Most adults can think back to a special teacher, one who impacted them in some valuable way. Big or small, the impact of this teacher (or teachers) is profound - they touched some key part of who we are, they spoke to us in a way that resonated with our inner self.
Who do you have in mind?
If we put all of these teachers in the same room together, the ones that connected most to me and the ones that connected most to you, we’d see that they’re quite different people with different teaching techniques.* Men, women, young, old, positive, irascible. Some were lecturers, some were lab scientists, some told jokes, some had impossibly high standards. There’d be almost no discernible similarity among them that would point to the “special sauce”, the way to have a meaningful impact on students.
The only clear similarity among them is that they’re all human. And so are we.
There’s something in who we are as living beings that allows us to connect with other living beings. The life and beauty and innate well-being in who I am acknowledging the life and beauty and innate well-being in who you are. This isn’t the key gap in education that I’m seeking to fill, but it is the way in, the way through the door, the access to filling the gap.
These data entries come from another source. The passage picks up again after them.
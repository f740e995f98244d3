//! Cloneable façade for driving a running session.
//!
//! [`SessionHandle`] hides the channel plumbing to the [`SessionWorker`] and
//! exposes the immutable maze directly, since walls never change after
//! construction.
use std::sync::Arc;

use rand::{SeedableRng, rngs::StdRng};
use tokio::{
    sync::{broadcast, mpsc, oneshot},
    time::Duration,
};

use crate::{
    Direction,
    config::GameConfig,
    error::{ConfigError, Result, SessionError},
    generator::Exit,
    maze::Maze,
    scheduler::{Ticker, TickerHandle},
    session::{GameSession, SessionEvent, SessionSnapshot, TickReport},
    sound::{SoundGate, SoundLevelSource},
    worker::{Command, SessionWorker},
};

const COMMAND_CAPACITY: usize = 64;
const EVENT_CAPACITY: usize = 256;

/// Builds a session from `config` and starts its worker and ticker.
///
/// Must be called from within a tokio runtime.
pub fn spawn_session(
    config: &GameConfig,
    sound: Box<dyn SoundLevelSource>,
) -> std::result::Result<SessionHandle, ConfigError> {
    let mut rng = match config.seed {
        Some(seed) => StdRng::seed_from_u64(seed),
        None => StdRng::from_os_rng(),
    };
    let session = GameSession::new(config, &mut rng)?;
    let gate = SoundGate::new(sound, config.scare_threshold);
    let period =
        (config.tick_interval_ms > 0).then(|| Duration::from_millis(config.tick_interval_ms));
    Ok(SessionHandle::spawn(session, gate, period))
}

/// Client-facing handle to interact with a session
#[derive(Clone)]
pub struct SessionHandle {
    command_tx: mpsc::Sender<Command>,
    event_tx: broadcast::Sender<SessionEvent>,
    maze: Arc<Maze>,
    exit: Exit,
}

impl SessionHandle {
    /// Starts a worker for an already built session. With `tick_period` of
    /// `None` pursuers only move on [`SessionHandle::tick`].
    pub fn spawn(mut session: GameSession, gate: SoundGate, tick_period: Option<Duration>) -> Self {
        let (command_tx, command_rx) = mpsc::channel(COMMAND_CAPACITY);
        let (event_tx, _) = broadcast::channel(EVENT_CAPACITY);

        let events = event_tx.clone();
        session.on_change(move |event| {
            // No subscribers is fine.
            let _ = events.send(event.clone());
        });

        let ticker = match tick_period {
            Some(period) => Ticker::every(period, &command_tx, || Command::Tick { reply: None }),
            None => TickerHandle::manual(),
        };
        let maze = Arc::clone(session.maze());
        let exit = session.exit();
        tokio::spawn(SessionWorker::new(session, gate, ticker, command_rx).run());

        Self {
            command_tx,
            event_tx,
            maze,
            exit,
        }
    }

    async fn request<T>(&self, make: impl FnOnce(oneshot::Sender<T>) -> Command) -> Result<T> {
        let (reply_tx, reply_rx) = oneshot::channel();
        self.command_tx
            .send(make(reply_tx))
            .await
            .map_err(|_| SessionError::CommandChannelClosed)?;
        reply_rx.await.map_err(SessionError::ReplyChannelClosed)
    }

    /// Moves the character; `Ok(false)` means the move was not possible.
    pub async fn move_character(&self, direction: Direction) -> Result<bool> {
        self.request(|reply| Command::Move { direction, reply }).await
    }

    /// Uses the key on the door; `Ok(false)` means it was not usable yet.
    pub async fn apply_key(&self) -> Result<bool> {
        self.request(|reply| Command::ApplyKey { reply }).await
    }

    /// Runs one pursuer tick immediately, outside the schedule.
    pub async fn tick(&self) -> Result<TickReport> {
        self.request(|reply| Command::Tick { reply: Some(reply) }).await
    }

    /// Query the current game state (read-only snapshot)
    pub async fn snapshot(&self) -> Result<SessionSnapshot> {
        self.request(|reply| Command::Snapshot { reply }).await
    }

    /// Stops the ticker and the worker. Later requests fail with
    /// [`SessionError::CommandChannelClosed`].
    pub async fn shutdown(&self) -> Result<()> {
        self.request(|reply| Command::Shutdown { reply }).await
    }

    /// Subscribe to state change notifications
    pub fn subscribe(&self) -> broadcast::Receiver<SessionEvent> {
        self.event_tx.subscribe()
    }

    /// The maze walls. Shared, never modified after construction.
    pub fn maze(&self) -> Arc<Maze> {
        Arc::clone(&self.maze)
    }

    pub fn exit(&self) -> Exit {
        self.exit
    }
}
The special sauce in teaching is not about the technique. It’s not about the perfect lesson plan, the organized handouts, the classroom decorations, the pedagogical approach. Yes, those things matter, and they’re certainly ingredients of an effective, well-structured learning environment. But they’re not ingredients of the special sauce.
Instead, the special sauce is something much more special than technique. It’s ancient, universal, and grounded. This special sauce is infused in some way within the teaching. In fact, it comes from within the teacher. And it speaks to something within you.
The special sauce is a teacher’s capacity to awaken truth within us.*
And there's actually nothing "special" about it. It's a capacity we all have to tap into who we really are.
* So much gratitude to Parker Palmer for the ideas noted and these beautiful lines his book, The Courage to Teach: “The power of our mentors is not necessarily in the models of good teaching they gave us, models that may turn out to have little to do with who we are as teachers. Their power is in their capacity to awaken a truth within us.”